L’étude intitulée “Perte prononcée de la résilience de la forêt amazonienne depuis le début des années 2000” s’intéresse essentiellement au rôle capital de l’Amazonie sur le climat. La plus grande forêt du monde retiendrait environ 90 milliards de tonnes de dioxyde de carbone, dans ses arbres et dans son sol, ce qui représente plusieurs années d’émissions mondiales de CO2.

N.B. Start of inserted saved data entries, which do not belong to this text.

//! # Upstream proxy
//!
//! The browser never talks to the storefront API directly. Every call goes through
//! `/api/proxy/...`, which this slice forwards to the upstream host and relays back, rewriting
//! bodies that the browser could not otherwise handle (empty successes, non-JSON upload replies)
//! into the gateway [`Envelope`](nshop_domain::envelope::Envelope).
//!
//! * [`resolver`] picks the upstream host for a given execution context.
//! * The generic route forwards any method, path, query, body and `Authorization` header.
//! * The upload routes stream multipart bodies to the two product media endpoints through a
//!   single [`upload::upload`] function driven by an [`upload::UploadRoute`].

mod error;
pub mod forward;
mod relay;
pub mod resolver;
mod routes;
pub mod upload;

pub use crate::error::{ProxyError, ProxyErrorExt};
pub use crate::routes::router;

use nshop_kernel::domain::config::GatewayConfig;
use nshop_kernel::domain::registry::InitializedSlice;

/// Proxy feature state: one pooled HTTP client and the resolved upstream base.
#[nshop_derive::nshop_slice]
pub struct Proxy {
    pub client: reqwest::Client,
    pub base_url: String,
    pub max_upload_bytes: usize,
}

/// Initialize the proxy feature.
///
/// # Errors
/// Returns an error if the HTTP client cannot be constructed (TLS backend failure).
pub fn init(cfg: &GatewayConfig) -> Result<InitializedSlice, ProxyError> {
    let upstream = &cfg.upstream;

    let mut builder = reqwest::Client::builder();
    if let Some(secs) = upstream.timeout_secs {
        builder = builder.timeout(std::time::Duration::from_secs(secs));
    }
    let client = builder.build().context("Failed to build upstream HTTP client")?;

    let base_url = resolver::gateway_base(upstream);
    tracing::info!(base_url = %base_url, timeout = ?upstream.timeout_secs, "Proxy slice initialized");

    let slice = Proxy::new(ProxyInner {
        client,
        base_url,
        max_upload_bytes: upstream.max_upload_bytes,
    });

    Ok(InitializedSlice::new(slice))
}
//! Multipart upload forwarding.
//!
//! Both media routes share [`upload`]; what differs is the upstream path and how a non-JSON
//! reply is treated, captured by [`UploadRoute`].

use crate::error::ProxyError;
use crate::relay::is_json;
use axum::Json;
use axum::body::to_bytes;
use axum::extract::Request;
use axum::http::{StatusCode, header};
use axum::response::{IntoResponse, Response};
use nshop_domain::constants::{IMAGE_UPLOAD_PATH, VIDEO_UPLOAD_PATH};
use nshop_domain::envelope::Envelope;
use tracing::{info, warn};

/// How to treat an upstream reply that is not JSON.
#[derive(Debug, Clone, Copy, PartialEq, Eq)]
pub enum ResponsePolicy {
    /// Non-JSON is a gateway failure (502).
    JsonOnly,
    /// Non-JSON text is the stored file's URL; answer `200 {success, fileUrl}`.
    FileUrl,
}

#[derive(Debug, Clone, Copy, PartialEq, Eq)]
pub struct UploadRoute {
    pub upstream_path: &'static str,
    pub policy: ResponsePolicy,
    pub failure_message: &'static str,
}

pub const IMAGE: UploadRoute = UploadRoute {
    upstream_path: IMAGE_UPLOAD_PATH,
    policy: ResponsePolicy::JsonOnly,
    failure_message: "Failed to upload image",
};

pub const VIDEO: UploadRoute = UploadRoute {
    upstream_path: VIDEO_UPLOAD_PATH,
    policy: ResponsePolicy::FileUrl,
    failure_message: "Failed to upload video",
};

/// Forwards a multipart upload byte-for-byte, boundary included.
///
/// # Errors
/// * [`ProxyError::Unauthorized`] without an `Authorization` header, before any upstream call.
/// * [`ProxyError::InvalidForm`] when the body is not `multipart/form-data` or cannot be read.
/// * [`ProxyError::Upload`] on transport failure.
/// * [`ProxyError::BadGateway`] for a non-JSON reply under [`ResponsePolicy::JsonOnly`].
pub async fn upload(
    client: &reqwest::Client,
    base: &str,
    route: &UploadRoute,
    body_limit: usize,
    request: Request,
) -> Result<Response, ProxyError> {
    let (parts, body) = request.into_parts();

    let authorization = parts
        .headers
        .get(header::AUTHORIZATION)
        .cloned()
        .ok_or(ProxyError::Unauthorized { context: Some(route.upstream_path.into()) })?;

    let content_type = parts
        .headers
        .get(header::CONTENT_TYPE)
        .filter(|ct| {
            ct.to_str().is_ok_and(|v| v.to_ascii_lowercase().starts_with("multipart/form-data"))
        })
        .cloned()
        .ok_or_else(|| ProxyError::InvalidForm {
            message: "expected multipart/form-data".into(),
            context: Some(route.upstream_path.into()),
        })?;

    let bytes = to_bytes(body, body_limit).await.map_err(|e| ProxyError::InvalidForm {
        message: e.to_string().into(),
        context: Some(route.upstream_path.into()),
    })?;

    let url = format!("{base}{}", route.upstream_path);
    info!(url = %url, size = bytes.len(), "Forwarding upload");

    let failed = |e: reqwest::Error| {
        warn!(url = %url, error = %e, "Upload to upstream failed");
        ProxyError::Upload { message: route.failure_message.into(), context: Some(url.clone().into()) }
    };

    let upstream = client
        .post(&url)
        .header(header::AUTHORIZATION, authorization)
        .header(header::CONTENT_TYPE, content_type)
        .body(bytes)
        .send()
        .await
        .map_err(failed)?;

    let status = upstream.status();
    let json = is_json(upstream.headers());
    let reply = upstream.bytes().await.map_err(failed)?;

    if json {
        let value: serde_json::Value =
            serde_json::from_slice(&reply).map_err(|e| ProxyError::Upload {
                message: route.failure_message.into(),
                context: Some(e.to_string().into()),
            })?;
        return Ok((status, Json(value)).into_response());
    }

    match route.policy {
        ResponsePolicy::FileUrl => {
            let file_url = String::from_utf8_lossy(&reply).trim().to_owned();
            Ok((StatusCode::OK, Json(Envelope::file_url(file_url))).into_response())
        },
        ResponsePolicy::JsonOnly => Err(ProxyError::BadGateway {
            message: "Upstream returned a non-JSON response".into(),
            context: Some(format!("{} answered {status}", route.upstream_path).into()),
        }),
    }
}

Une perte de résilience synonyme de dégradation majeure de la forêt
Trois chercheurs de l’université d’Exeter, au Royaume-Uni, de l’Institut de recherche sur les impacts climatiques à Postdam et l’université technique de Munich, en Allemagne, ont étudié le phénomène de résilience de l’Amazonie, c’est-à-dire sa “capacité à retrouver un état stable après des perturbations telles que des événements climatiques ou des sécheresses”.

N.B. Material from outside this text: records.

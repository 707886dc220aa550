//! HTTP transport over a shared, pooled client.

use reqwest_middleware::ClientWithMiddleware;

use crate::error::P2pError;
use crate::rest::request::SignedRequest;
use crate::rest::response::RawResponse;

/// Sends signed requests and reads back raw responses.
///
/// Cloning is cheap; clones share the same connection pool. Exactly one
/// attempt is made per request.
#[derive(Clone, Debug)]
pub struct HttpTransport {
    client: ClientWithMiddleware,
}

impl HttpTransport {
    /// Wrap an HTTP client.
    pub fn new(client: ClientWithMiddleware) -> Self {
        Self { client }
    }

    /// Send a request.
    ///
    /// Connection, TLS and timeout failures are returned as
    /// [`P2pError::Network`] with the transport error attached unchanged.
    pub async fn send(&self, request: &SignedRequest) -> Result<RawResponse, P2pError> {
        let network_error = |source: reqwest_middleware::Error| P2pError::Network {
            context: Box::new(request.context()),
            source,
        };

        let mut builder = self
            .client
            .request(request.method.clone(), request.url.clone())
            .headers(request.headers.clone());
        if let Some(body) = &request.body {
            builder = builder.body(body.clone());
        }

        let response = builder.send().await.map_err(network_error)?;
        let status = response.status().as_u16();
        let headers = response.headers().clone();
        let body = response
            .bytes()
            .await
            .map_err(|e| network_error(reqwest_middleware::Error::Reqwest(e)))?;

        Ok(RawResponse {
            status,
            headers,
            body: body.to_vec(),
        })
    }
}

Selon leurs conclusions, 75% de la forêt amazonienne semblent montrer une perte de résilience, plus particulièrement dans les zones les plus sèches et où l’activité humaine est la plus intense, autrement dit au sud-est de la forêt, une zone correspondant au Brésil.
Cette perte de résilience est synonyme d’une transformation radicale du climat sur le continent sud américain tel que l’explique le mathématicien et géographe Chris Boulton : “à partir du moment où nous voyons que la résilience disparaît plus rapidement à la suite des épisodes de sécheresse, on peut supposer que plus la région s’asséchera, plus de dioxyde de carbone sera libéré dans l’atmosphère et plus nous aurons une augmentation de la température à l’échelle globale, qui elle-même pourra provoquer plus d’épisodes d’incendies et de sécheresse”.

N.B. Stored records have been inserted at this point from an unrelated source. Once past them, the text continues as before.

//! Request signature generation for Bybit API authentication.
//!
//! Bybit private endpoints require a signature computed over:
//! ```text
//! timestamp + api_key + recv_window + payload
//! ```
//!
//! The prefix is always UTF-8 text. The payload is the query string for GET
//! requests, the JSON body for POST requests, or the raw multipart body for
//! file uploads. Two schemes are accepted:
//!
//! - HMAC-SHA256 keyed with the API secret, sent as lowercase hex
//! - RSA PKCS#1 v1.5 over SHA-256 with the private key, sent as base64

use base64::{Engine, engine::general_purpose::STANDARD as BASE64};
use hmac::{Hmac, Mac};
use rsa::{Pkcs1v15Sign, RsaPrivateKey};
use secrecy::ExposeSecret;
use sha2::{Digest, Sha256};

use crate::auth::{Credentials, SigningKey};
use crate::error::P2pError;

type HmacSha256 = Hmac<Sha256>;

/// Sign `message` with the given key.
///
/// Returns 64 lowercase hex characters for HMAC keys, or base64 for RSA keys.
/// Both schemes are deterministic.
pub fn sign(key: &SigningKey, message: &[u8]) -> Result<String, P2pError> {
    match key {
        SigningKey::Hmac(secret) => sign_hmac(secret.expose_secret(), message),
        SigningKey::Rsa(private_key) => sign_rsa(private_key, message),
    }
}

/// HMAC-SHA256 of `message` keyed by `secret`, hex encoded.
pub fn sign_hmac(secret: &str, message: &[u8]) -> Result<String, P2pError> {
    let mut mac = HmacSha256::new_from_slice(secret.as_bytes())
        .map_err(|e| P2pError::Auth(format!("Invalid HMAC key: {e}")))?;
    mac.update(message);
    Ok(hex::encode(mac.finalize().into_bytes()))
}

/// RSA PKCS#1 v1.5 signature over the SHA-256 digest of `message`, base64 encoded.
pub fn sign_rsa(private_key: &RsaPrivateKey, message: &[u8]) -> Result<String, P2pError> {
    let digest = Sha256::digest(message);
    let signature = private_key
        .sign(Pkcs1v15Sign::new::<Sha256>(), &digest)
        .map_err(|e| P2pError::Auth(format!("RSA signing failed: {e}")))?;
    Ok(BASE64.encode(signature))
}

/// Assemble the bytes that get signed for one request.
pub fn signable_bytes(api_key: &str, timestamp: u64, recv_window: u64, payload: &[u8]) -> Vec<u8> {
    let prefix = format!("{timestamp}{api_key}{recv_window}");
    let mut message = Vec::with_capacity(prefix.len() + payload.len());
    message.extend_from_slice(prefix.as_bytes());
    message.extend_from_slice(payload);
    message
}

/// Sign a request payload for Bybit's private API.
///
/// # Example
///
/// ```rust
/// use bybit_p2p::auth::{Credentials, sign_request};
///
/// # fn main() -> Result<(), Box<dyn std::error::Error>> {
/// let credentials = Credentials::hmac("api_key", "api_secret");
/// let signature = sign_request(&credentials, 1_700_000_000_000, 5000, b"accountType=FUND")?;
/// assert_eq!(signature.len(), 64);
/// # Ok(())
/// # }
/// ```
pub fn sign_request(
    credentials: &Credentials,
    timestamp: u64,
    recv_window: u64,
    payload: &[u8],
) -> Result<String, P2pError> {
    let message = signable_bytes(&credentials.api_key, timestamp, recv_window, payload);
    sign(credentials.signing_key(), &message)
}

#[cfg(test)]
mod tests {
    use super::*;
    use crate::auth::credentials::tests::{TEST_RSA_PKCS1_PEM, TEST_RSA_PKCS8_PEM};

    #[test]
    fn test_hmac_known_vector() {
        let signature = sign_hmac("secret", b"some_string").unwrap();
        assert_eq!(
            signature,
            "5cd6439f108902462e5bed4ed06def900159f85d6a3f0caae04623a56de6e23c"
        );
    }

    #[test]
    fn test_hmac_is_fixed_length_lowercase_hex() {
        for input in ["", "a", "accountType=FUND&coin=USDT"] {
            let signature = sign_hmac("secret", input.as_bytes()).unwrap();
            assert_eq!(signature.len(), 64);
            assert!(signature.chars().all(|c| c.is_ascii_digit() || ('a'..='f').contains(&c)));
        }
    }

    #[test]
    fn test_rsa_known_vector() {
        let key = SigningKey::rsa_from_pem(TEST_RSA_PKCS1_PEM).unwrap();
        let signature = sign(&key, b"some_string").unwrap();
        assert_eq!(
            signature,
            "X4H/P5/oE17JYauwtGIg1FXmsRfYTccQakIyGSFyL3gvrat4nuDiOKaCtb1dJvu04pqv6Xp25/jNg85PNP+sasvM6iPsuH7r2AuLxC+ZrYzl4Y/SsxfzaoONL0s0b3oXkkmRnY5980BBW1VxTYNNMwD6Hdq+tcGWhO+7U4mWQGk="
        );
    }

    #[test]
    fn test_rsa_is_deterministic_across_encodings() {
        let pkcs1 = SigningKey::rsa_from_pem(TEST_RSA_PKCS1_PEM).unwrap();
        let pkcs8 = SigningKey::rsa_from_pem(TEST_RSA_PKCS8_PEM).unwrap();
        let sig1 = sign(&pkcs1, b"payload").unwrap();
        let sig2 = sign(&pkcs8, b"payload").unwrap();
        assert_eq!(sig1, sig2);
        assert!(BASE64.decode(&sig1).is_ok());
    }

    #[test]
    fn test_sign_request_hmac_get_payload() {
        let credentials = Credentials::hmac("test-key", "test-secret");
        let signature =
            sign_request(&credentials, 1_700_000_000_000, 5000, b"accountType=FUND").unwrap();
        assert_eq!(
            signature,
            "e3855a213b36ce32aefa3ba74449521a021b677172188772ee655ae0ffd80f77"
        );
    }

    #[test]
    fn test_sign_request_rsa_get_payload() {
        let credentials = Credentials::rsa("test-key", TEST_RSA_PKCS1_PEM).unwrap();
        let signature =
            sign_request(&credentials, 1_700_000_000_000, 5000, b"accountType=FUND").unwrap();
        assert_eq!(
            signature,
            "jMAtbrAX3LrTWeEaAMw7nmTZTFopvx/UhmV7KoLE9X9FxZVkQc1j0KbztdfY+DKAzLIQuRF7UoH4vVpccDGab14ps0C7XX9D04knlO1lZx+Xio5TDXsNPpDXrBoMVrZmw3midGFQ/yU2uAkclsS2VeOh/DTQRzVgA801PHBR1L0="
        );
    }

    #[test]
    fn test_signable_bytes_keeps_binary_payload() {
        let message = signable_bytes("key", 1, 5000, &[0x89, 0x00, 0xff]);
        assert_eq!(&message[..9], b"1key5000\x89");
        assert_eq!(&message[7..], &[b'0', 0x89, 0x00, 0xff]);
    }

    #[test]
    fn test_signature_changes_with_timestamp() {
        let credentials = Credentials::hmac("key", "secret");
        let sig1 = sign_request(&credentials, 12345, 5000, b"").unwrap();
        let sig2 = sign_request(&credentials, 12346, 5000, b"").unwrap();
        assert_ne!(sig1, sig2);
    }
}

L’étude de la résilience de la forêt amazonienne permet en outre aux chercheurs d’avancer différentes conclusions sur l’état général de la forêt.
L’Amazonie, une savane en devenir ?
Niklas Boers, physicien associé à l’Institut de recherche sur les impacts climatiques à Postdam, affirme que “ces résultats combinés avec les projections du GIEC, qui prévoient moins de précipitations dans les prochaines décennies, signifient que les impacts pourraient être encore plus graves que prévu”. Selon eux, le point de bascule de transformation de la forêt tropicale en une savane pourrait être bien plus proche que ce qui est actuellement envisagé par la communauté scientifique.
La perte de résilience de la forêt tropicale pourrait, selon les chercheurs, dérégler le cycle de l’eau unique de l’Amazonie, parfois qualifié de “rivières volantes”. En effet, le climatologue brésilien, Antonio Donato Nobre, qui intervient dans le film Terra Libre produit par Gert-Peter Bruch et réalisé par Planète Amazone, a mis en évidence le fait que le bassin amazonien produisait une humidité constante grâce à l’évapotranspiration des arbres qui émettent, chaque jour, jusqu’à 20 milliards de tonnes de vapeur d’eau.
Tim Lenton, titulaire de la chaire sur le changement climatique et les sciences du système terrestre à l’université d’Exeter, explique qu’il est “extrêmement compliqué de prédire une date précise de cette transition de forêt en savane, car le phénomène implique les arbres, les fleuves, l’océan et le climat global” mais les chercheurs estiment tout de même que “les changements dans la forêt tropicale amazonienne seront plus rapides qu’ailleurs”.
Ce passage à l’état de savane, qui interviendra en premier lieu dans les zones les plus sèches de l’Amazonie, aura des effets qui se propageront à d’autres parties de la forêt en un temps que les scientifiques sont pour le moment incapables de déterminer.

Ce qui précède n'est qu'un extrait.